For me specifically, StatsModels, sklearn, REPL plotting (more of a language feature) with seaborn/matplotlib, scipy, various NLP libraries, pandas for parsing CSVs and fast vector operations on table-like data, an easy to use requests library (compared to http://golang.org/pkg/net/http/) and 10^6 C libraries that either someone already made bindings for or that you can easily make bindings for with Swig/boost (not sure if it's as easy with Go).
Not to mention, all the "convenience" libs that are easy to implement but would take forever to make them all yourself. Examples like jaro distance, jaro-winkel distance, etc.
Unrelatedly, I wish Nim was more popular and I wish they concentrated on math more. Having a general purpose fast language that you can prototype in is amazing. Although you can't really blame such a small community for not focusing on a niche.

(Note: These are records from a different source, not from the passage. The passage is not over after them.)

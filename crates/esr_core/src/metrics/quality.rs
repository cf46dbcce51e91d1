use serde::{Deserialize, Serialize};

use crate::config::ClientConfig;
use crate::domain::Incident;
use crate::metrics::{percent_of, round0, round1, MetricGroup};

#[derive(Debug, Clone, Serialize, Deserialize, PartialEq)]
pub struct DetectionQuality {
    pub true_threat_precision: f64,
    pub signal_fidelity: f64,
    pub client_validated: f64,
    pub false_positive_rate: f64,
    pub containment_rate: f64,
    pub signal_to_noise_ratio: f64,
}

impl MetricGroup for DetectionQuality {
    const NAME: &'static str = "detection_quality";
}

fn closed_by_client(inc: &Incident, config: &ClientConfig) -> bool {
    inc.closed_by
        .as_deref()
        .map(|c| !config.operator.is_operator(c))
        .unwrap_or(false)
}

/// Precision, noise and containment ratios for one record set.
///
/// Containment is measured against true positives and is 100 when there are none.
/// Signal-to-noise falls back to the true-positive count when there are no false positives.
pub fn detection_quality(records: &[Incident], config: &ClientConfig) -> DetectionQuality {
    let total = records.len();
    if total == 0 {
        return DetectionQuality {
            true_threat_precision: 0.0,
            signal_fidelity: 0.0,
            client_validated: 0.0,
            false_positive_rate: 0.0,
            containment_rate: 100.0,
            signal_to_noise_ratio: 0.0,
        };
    }

    let tp = records.iter().filter(|r| r.is_true_positive()).count();
    let fp = records.iter().filter(|r| r.is_false_positive()).count();
    let contained = records.iter().filter(|r| r.is_contained()).count();
    let client_closed = records
        .iter()
        .filter(|r| closed_by_client(r, config))
        .count();

    let fp_rate = percent_of(fp, total);
    let containment = if tp == 0 {
        100.0
    } else {
        percent_of(contained, tp)
    };
    let snr = if fp == 0 {
        tp as f64
    } else {
        tp as f64 / fp as f64
    };

    DetectionQuality {
        true_threat_precision: round1(percent_of(tp, total)),
        signal_fidelity: round1(100.0 - fp_rate),
        client_validated: round1(percent_of(client_closed, total)),
        false_positive_rate: round1(fp_rate),
        containment_rate: round1(containment),
        signal_to_noise_ratio: round1(snr),
    }
}

#[derive(Debug, Clone, Serialize, Deserialize, PartialEq)]
pub struct CollaborationMetrics {
    pub avg_touches: f64,
    pub client_participation_rate: f64,
    pub client_led_closure_rate: f64,
    /// Whole-percent labels, e.g. `"42%"`.
    pub client_participation: String,
    pub client_led_closures: String,
}

impl MetricGroup for CollaborationMetrics {
    const NAME: &'static str = "collaboration";
}

fn distinct_touchers(raw: &str) -> Vec<&str> {
    let mut users: Vec<&str> = Vec::new();
    for user in raw.split(',').map(str::trim).filter(|u| !u.is_empty()) {
        if !users.contains(&user) {
            users.push(user);
        }
    }
    users
}

pub fn collaboration_metrics(records: &[Incident], config: &ClientConfig) -> CollaborationMetrics {
    let total = records.len();
    let mut touch_counts = Vec::new();
    let mut participated = 0usize;

    for inc in records {
        let Some(raw) = inc.touched_by.as_deref() else { continue };
        let users = distinct_touchers(raw);
        if users.is_empty() {
            continue;
        }
        touch_counts.push(users.len());
        if users.iter().any(|u| !config.operator.is_operator(u)) {
            participated += 1;
        }
    }
    let client_closed = records
        .iter()
        .filter(|r| closed_by_client(r, config))
        .count();

    let avg_touches = if touch_counts.is_empty() {
        0.0
    } else {
        touch_counts.iter().sum::<usize>() as f64 / touch_counts.len() as f64
    };
    let participation = percent_of(participated, total);
    let closure = percent_of(client_closed, total);

    CollaborationMetrics {
        avg_touches: round1(avg_touches),
        client_participation_rate: round1(participation),
        client_led_closure_rate: round1(closure),
        client_participation: format!("{}%", round0(participation)),
        client_led_closures: format!("{}%", round0(closure)),
    }
}

#[cfg(test)]
mod tests {
    use super::*;

    fn verdict(v: &str) -> Incident {
        Incident {
            verdict: Some(v.to_string()),
            ..Default::default()
        }
    }

    #[test]
    fn containment_is_full_without_true_positives() {
        let q = detection_quality(&[verdict("False Positive")], &ClientConfig::default());
        assert_eq!(q.containment_rate, 100.0);
        assert_eq!(q.false_positive_rate, 100.0);
        assert_eq!(q.signal_fidelity, 0.0);
        assert_eq!(detection_quality(&[], &ClientConfig::default()).containment_rate, 100.0);
    }

    #[test]
    fn signal_to_noise_without_false_positives_is_tp_count() {
        let records = (0..7).map(|_| verdict("True Positive")).collect::<Vec<_>>();
        let q = detection_quality(&records, &ClientConfig::default());
        assert_eq!(q.signal_to_noise_ratio, 7.0);
        assert_eq!(q.true_threat_precision, 100.0);
        assert_eq!(q.containment_rate, 0.0);
    }

    #[test]
    fn false_positive_rate_one_decimal() {
        let records = vec![
            verdict("False Positive"),
            verdict("True Positive"),
            verdict("True Positive"),
        ];
        let q = detection_quality(&records, &ClientConfig::default());
        assert_eq!(q.false_positive_rate, 33.3);
        assert_eq!(q.signal_fidelity, 66.7);
        assert_eq!(q.signal_to_noise_ratio, 2.0);
    }

    #[test]
    fn contained_and_client_validated() {
        let records = vec![
            Incident {
                verdict: Some("True Positive".into()),
                response_action: Some("Isolate Host".into()),
                response_action_status: Some("Success".into()),
                closed_by: Some("Pat (Client)".into()),
                ..Default::default()
            },
            Incident {
                verdict: Some("True Positive".into()),
                response_action_status: Some("Success".into()),
                closed_by: Some("Analyst CRITICALSTART".into()),
                ..Default::default()
            },
        ];
        let q = detection_quality(&records, &ClientConfig::default());
        assert_eq!(q.containment_rate, 50.0);
        assert_eq!(q.client_validated, 50.0);
    }

    #[test]
    fn collaboration_counts_distinct_touchers() {
        let records = vec![
            Incident {
                touched_by: Some("a (CriticalStart), b, b".into()),
                closed_by: Some("b".into()),
                ..Default::default()
            },
            Incident {
                touched_by: Some("c (CRITICALSTART)".into()),
                closed_by: Some("c (CRITICALSTART)".into()),
                ..Default::default()
            },
            Incident::default(),
        ];
        let c = collaboration_metrics(&records, &ClientConfig::default());
        assert_eq!(c.avg_touches, 1.5);
        assert_eq!(c.client_participation_rate, 33.3);
        assert_eq!(c.client_participation, "33%");
        assert_eq!(c.client_led_closures, "33%");
    }

    #[test]
    fn collaboration_empty_set() {
        let c = collaboration_metrics(&[], &ClientConfig::default());
        assert_eq!(c.avg_touches, 0.0);
        assert_eq!(c.client_participation, "0%");
    }
}
use serde::{Deserialize, Serialize};
use time::{Duration, PrimitiveDateTime};

/// One escalation record from a spreadsheet export.
///
/// Notes:
/// - Every field is nullable; sparse rows are normal and absence stays `None`.
/// - Timestamps are naive wall-clock values. Offsets present in the source are dropped
///   during parsing, so `*_utc` and `*_local` are only as trustworthy as the export.
/// - Response times are elapsed durations, not timestamps.
/// - Records are never mutated after parsing; metrics fold over slices of them.
#[derive(Debug, Clone, Default, PartialEq, Eq)]
pub struct Incident {
    pub incident_id: Option<String>,
    pub incident_url: Option<String>,
    pub vendor_incident_id: Option<String>,
    pub vendor_incident_url: Option<String>,
    pub incident_title: Option<String>,

    pub organization: Option<String>,
    pub product: Option<String>,
    pub deployment_status: Option<String>,

    pub initial_escalation_method: Option<String>,
    pub playbook_url: Option<String>,

    pub current_status: Option<String>,
    pub verdict: Option<String>,
    pub current_priority: Option<String>,
    pub current_category: Option<String>,

    pub created_utc: Option<PrimitiveDateTime>,
    pub created_local: Option<PrimitiveDateTime>,
    pub last_updated_utc: Option<PrimitiveDateTime>,
    pub last_updated_local: Option<PrimitiveDateTime>,
    pub escalated_utc: Option<PrimitiveDateTime>,
    pub escalated_local: Option<PrimitiveDateTime>,
    pub closed_utc: Option<PrimitiveDateTime>,
    pub closed_local: Option<PrimitiveDateTime>,

    pub escalation_paths: Option<String>,
    pub notification_groups: Option<String>,

    pub assigned_users: Option<String>,
    pub touched_by: Option<String>,
    pub closed_by: Option<String>,

    pub soc_last_comment: Option<String>,
    pub customer_last_comment: Option<String>,

    pub response_action: Option<String>,
    pub action_target: Option<String>,
    pub target_type: Option<String>,
    pub action_provider: Option<String>,
    pub executed_date: Option<PrimitiveDateTime>,
    pub executed_by: Option<String>,
    pub response_action_status: Option<String>,

    pub soc_ttr: Option<Duration>,
    pub soc_ttd: Option<Duration>,
    pub customer_ttr: Option<Duration>,
    pub customer_ttd: Option<Duration>,

    pub mitre_tactic_id: Option<String>,
    pub mitre_tactic_name: Option<String>,
    pub mitre_technique_id: Option<String>,
    pub mitre_technique_name: Option<String>,

    pub vendor_severity: Option<String>,
}

impl Incident {
    /// Created time, preferring the UTC column.
    pub fn created(&self) -> Option<PrimitiveDateTime> {
        self.created_utc.or(self.created_local)
    }

    /// Timestamp used for business-hours classification: escalation time if known,
    /// otherwise creation time. Local columns win over UTC within each event.
    pub fn operative_local_time(&self) -> Option<PrimitiveDateTime> {
        self.escalated_local
            .or(self.escalated_utc)
            .or(self.created_local)
            .or(self.created_utc)
    }

    pub fn is_closed(&self) -> bool {
        contains_upper(&self.current_status, "CLOSED")
    }

    pub fn is_true_positive(&self) -> bool {
        contains_upper(&self.verdict, "TRUE POSITIVE")
    }

    pub fn is_false_positive(&self) -> bool {
        contains_upper(&self.verdict, "FALSE")
    }

    /// A response action was recorded and its status reports success.
    pub fn is_contained(&self) -> bool {
        self.response_action.is_some() && contains_upper(&self.response_action_status, "SUCCESS")
    }
}

fn contains_upper(value: &Option<String>, needle: &str) -> bool {
    value
        .as_deref()
        .map(|v| v.to_uppercase().contains(needle))
        .unwrap_or(false)
}

/// Normalized priority/severity level shared by CS priorities and vendor severities.
#[derive(
    Debug, Clone, Copy, PartialEq, Eq, PartialOrd, Ord, Hash, Serialize, Deserialize,
)]
pub enum Priority {
    Critical,
    High,
    Medium,
    Low,
    Informational,
}

impl Priority {
    pub const ALL: [Priority; 5] = [
        Priority::Critical,
        Priority::High,
        Priority::Medium,
        Priority::Low,
        Priority::Informational,
    ];

    /// Levels that carry an SLA target, in report order.
    pub const SLA_LEVELS: [Priority; 4] = [
        Priority::Critical,
        Priority::High,
        Priority::Medium,
        Priority::Low,
    ];

    pub fn label(self) -> &'static str {
        match self {
            Priority::Critical => "Critical",
            Priority::High => "High",
            Priority::Medium => "Medium",
            Priority::Low => "Low",
            Priority::Informational => "Informational",
        }
    }

    pub fn is_critical_or_high(self) -> bool {
        matches!(self, Priority::Critical | Priority::High)
    }

    pub fn is_medium_or_low(self) -> bool {
        matches!(self, Priority::Medium | Priority::Low)
    }
}

impl std::fmt::Display for Priority {
    fn fmt(&self, f: &mut std::fmt::Formatter<'_>) -> std::fmt::Result {
        f.write_str(self.label())
    }
}

#[derive(Debug, Clone, Serialize, Deserialize, PartialEq, Eq)]
pub struct ValidationWarning {
    pub code: String,
    pub message: String,
    pub details: Option<String>,
}

impl ValidationWarning {
    pub fn new(code: impl Into<String>, message: impl Into<String>) -> Self {
        Self {
            code: code.into(),
            message: message.into(),
            details: None,
        }
    }

    pub fn with_details(mut self, details: impl Into<String>) -> Self {
        self.details = Some(details.into());
        self
    }
}

#[cfg(test)]
mod tests {
    use super::*;
    use time::macros::datetime;

    #[test]
    fn verdict_and_status_checks_are_case_insensitive() {
        let inc = Incident {
            current_status: Some("Closed - Resolved".to_string()),
            verdict: Some("true positive".to_string()),
            ..Default::default()
        };
        assert!(inc.is_closed());
        assert!(inc.is_true_positive());
        assert!(!inc.is_false_positive());
    }

    #[test]
    fn operative_time_prefers_escalation_then_local() {
        let inc = Incident {
            created_local: Some(datetime!(2025-06-16 09:00)),
            escalated_utc: Some(datetime!(2025-06-16 22:00)),
            ..Default::default()
        };
        assert_eq!(inc.operative_local_time(), Some(datetime!(2025-06-16 22:00)));

        let created_only = Incident {
            created_utc: Some(datetime!(2025-06-16 14:00)),
            ..Default::default()
        };
        assert_eq!(
            created_only.operative_local_time(),
            Some(datetime!(2025-06-16 14:00))
        );
        assert_eq!(Incident::default().operative_local_time(), None);
    }

    #[test]
    fn containment_requires_action_and_success_status() {
        let mut inc = Incident {
            response_action_status: Some("Success".to_string()),
            ..Default::default()
        };
        assert!(!inc.is_contained());
        inc.response_action = Some("Isolate Host".to_string());
        assert!(inc.is_contained());
    }
}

Julia might be great eventually, and it's really fun to write in and much easier to implement new things in compared to Cython, but not so great right now for my purposes. You end up importing the Julia library from Python and it takes a month to JIT compile some things. Also, string processing is not nearly as easy as it is in Python.
The problem for scientific users seems to be to achieve enough consensus about which language to use as an "obvious choice" that a bunch of other scientific users make packages.
Since we are talking about "fast" languages like Nim and Julia, I wonder why R and Python have done so well with the scientific audience but C++, Java, C# and the like never developed anything quite comparable. Or did they and I just didn't notice?